2. Pop-up Accelerators speed up innovation efforts without the commitment and lead time required to establish a full-scale accelerator organization. By leveraging teams of internal subject-matter experts, innovation professionals, and ideally some external expertise, the company can create effective, temporary “innovation bubbles”. A critical success factor is for senior management to protect these bubbles and their way of operating. This approach can also serve as an elegant way to introduce the five crisis innovation rules to the organization. If the pop-up accelerator proves valuable, it can become permanent at a later stage.

Conclusion

Some questions remain unanswered: Are we actually going to see a constant crisis mode in the coming years or will we get back to (a new) normal soon? What specific future do we need to prepare for with crisis innovation? 
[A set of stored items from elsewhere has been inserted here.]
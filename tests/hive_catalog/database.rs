// Hive Catalog Rust Library
// Copyright 2025 MinIO, Inc.
//
// Licensed under the Apache License, Version 2.0 (the "License");
// you may not use this file except in compliance with the License.
// You may obtain a copy of the License at
//
//     http://www.apache.org/licenses/LICENSE-2.0
//
// Unless required by applicable law or agreed to in writing, software
// distributed under the License is distributed on an "AS IS" BASIS,
// WITHOUT WARRANTIES OR CONDITIONS OF ANY KIND, either express or implied.
// See the License for the specific language governing permissions and
// limitations under the License.

use super::common::*;
use hive_catalog::catalog::types::CatalogDatabase;
use hive_catalog::catalog::{Catalog, CatalogError};
use hive_catalog::conformance::compare_databases;
use hive_catalog::metastore::MetastoreError;
use hive_catalog_common::test_context::TestContext;
use hive_catalog_common::utils::rand_database_name;

#[hive_catalog_macros::test(no_database)]
async fn create_database(ctx: TestContext) {
    let catalog = &ctx.catalog;
    let db1 = rand_database_name();

    assert!(!catalog.database_exists(&db1).await.unwrap());
    catalog.create_database(&db1, create_db(), false).await.unwrap();

    assert!(catalog.database_exists(&db1).await.unwrap());
    assert!(catalog.list_databases().await.unwrap().contains(&db1));
    let stored = catalog.get_database(&db1).await.unwrap();
    assert_conforms(compare_databases(&create_db(), &stored));

    // Creating it again fails unless asked to ignore
    match catalog.create_database(&db1, create_db(), false).await {
        Ok(_) => panic!("Database already exists, but was created again"),
        Err(CatalogError::DatabaseAlreadyExist { database, .. }) => assert_eq!(database, db1),
        Err(e) => panic!("Unexpected error: {e:?}"),
    }
    catalog
        .create_database(&db1, create_another_db(), true)
        .await
        .unwrap();
    let stored = catalog.get_database(&db1).await.unwrap();
    assert_conforms(compare_databases(&create_db(), &stored));

    catalog.drop_database(&db1, false, false).await.unwrap();
}

#[hive_catalog_macros::test(no_database)]
async fn get_database_not_exist(ctx: TestContext) {
    match ctx.catalog.get_database("nonexistent").await {
        Ok(_) => panic!("Database does not exist, but was returned"),
        Err(CatalogError::DatabaseNotExist { database, catalog }) => {
            assert_eq!(database, "nonexistent");
            assert_eq!(catalog, TEST_CATALOG_NAME);
        }
        Err(e) => panic!("Unexpected error: {e:?}"),
    }
}

#[hive_catalog_macros::test(no_database)]
async fn default_database(ctx: TestContext) {
    let catalog = &ctx.catalog;
    assert_eq!(catalog.default_database(), "default");
    assert!(catalog.database_exists("default").await.unwrap());

    match catalog.drop_database("default", false, true).await {
        Ok(_) => panic!("The default database was dropped"),
        Err(CatalogError::Metastore(MetastoreError::InvalidOperation(_))) => {}
        Err(e) => panic!("Unexpected error: {e:?}"),
    }
}

#[hive_catalog_macros::test]
async fn drop_database(ctx: TestContext, database_name: String) {
    let catalog = &ctx.catalog;

    catalog.drop_database(&database_name, false, false).await.unwrap();
    assert!(!catalog.database_exists(&database_name).await.unwrap());

    match catalog.drop_database(&database_name, false, false).await {
        Ok(_) => panic!("Database does not exist, but was dropped"),
        Err(CatalogError::DatabaseNotExist { .. }) => {}
        Err(e) => panic!("Unexpected error: {e:?}"),
    }
    catalog.drop_database(&database_name, true, false).await.unwrap();
}

#[hive_catalog_macros::test]
async fn drop_non_empty_database(ctx: TestContext, database_name: String) {
    let catalog = &ctx.catalog;
    create_table_helper(catalog, &path1(&database_name), create_table()).await;

    match catalog.drop_database(&database_name, false, false).await {
        Ok(_) => panic!("Non-empty database was dropped without cascade"),
        Err(CatalogError::DatabaseNotEmpty { database, .. }) => assert_eq!(database, database_name),
        Err(e) => panic!("Unexpected error: {e:?}"),
    }
    assert!(catalog.table_exists(&path1(&database_name)).await.unwrap());

    catalog.drop_database(&database_name, false, true).await.unwrap();
    assert!(!catalog.database_exists(&database_name).await.unwrap());
    assert!(!catalog.table_exists(&path1(&database_name)).await.unwrap());
}

#[hive_catalog_macros::test]
async fn database_with_function_is_not_empty(ctx: TestContext, database_name: String) {
    let catalog = &ctx.catalog;
    catalog
        .create_function(&path1(&database_name), create_function(), false)
        .await
        .unwrap();

    match catalog.drop_database(&database_name, false, false).await {
        Ok(_) => panic!("Non-empty database was dropped without cascade"),
        Err(CatalogError::DatabaseNotEmpty { .. }) => {}
        Err(e) => panic!("Unexpected error: {e:?}"),
    }
}

#[hive_catalog_macros::test]
async fn alter_database(ctx: TestContext, database_name: String) {
    let catalog = &ctx.catalog;

    catalog
        .alter_database(&database_name, create_another_db(), false)
        .await
        .unwrap();
    let stored = catalog.get_database(&database_name).await.unwrap();
    assert_conforms(compare_databases(&create_another_db(), &stored));
    assert!(!stored.properties.contains_key("k1"));

    match catalog
        .alter_database("nonexistent", create_db(), false)
        .await
    {
        Ok(_) => panic!("Database does not exist, but was altered"),
        Err(CatalogError::DatabaseNotExist { .. }) => {}
        Err(e) => panic!("Unexpected error: {e:?}"),
    }
    catalog
        .alter_database("nonexistent", create_db(), true)
        .await
        .unwrap();
    assert!(!catalog.database_exists("nonexistent").await.unwrap());
}

#[hive_catalog_macros::test(no_database)]
async fn invalid_database_name(ctx: TestContext) {
    match ctx
        .catalog
        .create_database("not-valid", CatalogDatabase::default(), false)
        .await
    {
        Ok(_) => panic!("Database with an invalid name was created"),
        Err(CatalogError::Metastore(MetastoreError::InvalidObject(_))) => {}
        Err(e) => panic!("Unexpected error: {e:?}"),
    }
}

#[hive_catalog_macros::test(no_database)]
async fn catalog_must_be_open(ctx: TestContext) {
    let unopened = TestContext::with_conf(ctx.conf.clone());
    assert!(!unopened.catalog.is_open());

    match unopened.catalog.list_databases().await {
        Ok(_) => panic!("Catalog is not open, but answered"),
        Err(CatalogError::NotOpen { catalog }) => assert_eq!(catalog, TEST_CATALOG_NAME),
        Err(e) => panic!("Unexpected error: {e:?}"),
    }

    unopened.catalog.open().await.unwrap();
    assert!(unopened.catalog.list_databases().await.unwrap().contains(&"default".to_string()));
    unopened.catalog.close().await.unwrap();
    assert!(!unopened.catalog.is_open());
}
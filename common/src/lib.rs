// Hive Catalog Rust Library
// Copyright 2025 MinIO, Inc.
//
// Licensed under the Apache License, Version 2.0 (the "License");
// you may not use this file except in compliance with the License.
// You may obtain a copy of the License at
//
//     http://www.apache.org/licenses/LICENSE-2.0
//
// Unless required by applicable law or agreed to in writing, software
// distributed under the License is distributed on an "AS IS" BASIS,
// WITHOUT WARRANTIES OR CONDITIONS OF ANY KIND, either express or implied.
// See the License for the specific language governing permissions and
// limitations under the License.

//! Test support shared by the integration tests: a per-test context, fixture
//! factories and a cleanup guard for databases created by a test.

pub mod cleanup_guard;
pub mod fixtures;
pub mod test_context;
pub mod utils;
No set of scenarios can give definite answers to these questions. The “map” that scenarios provide will not be perfect. It will contain white spots (cp. the war in Ukraine). It will show some paths that don’t exist (scenario outcomes that do not materialize). And yet it is far better than having no map at all. Furthermore, crisis innovation as a way of operating will need to be adjusted to function with the established innovation culture of an organization. But if done well, scenarios and crisis innovation provide both the direction and the means to weather the storm and come out stronger than before the crisis.

Notes:

[1] We encourage the interested reader to consider the original scenarios from early 2020 as an example for what can be anticipated. However, beware of the so-called hindsight bias: although very little was actually known about the virus at the time, people tend to consider historic outcomes to be much more obvious than they were before they happened.

Source of cover image: Midjourney. This text has been edited with GPT-4.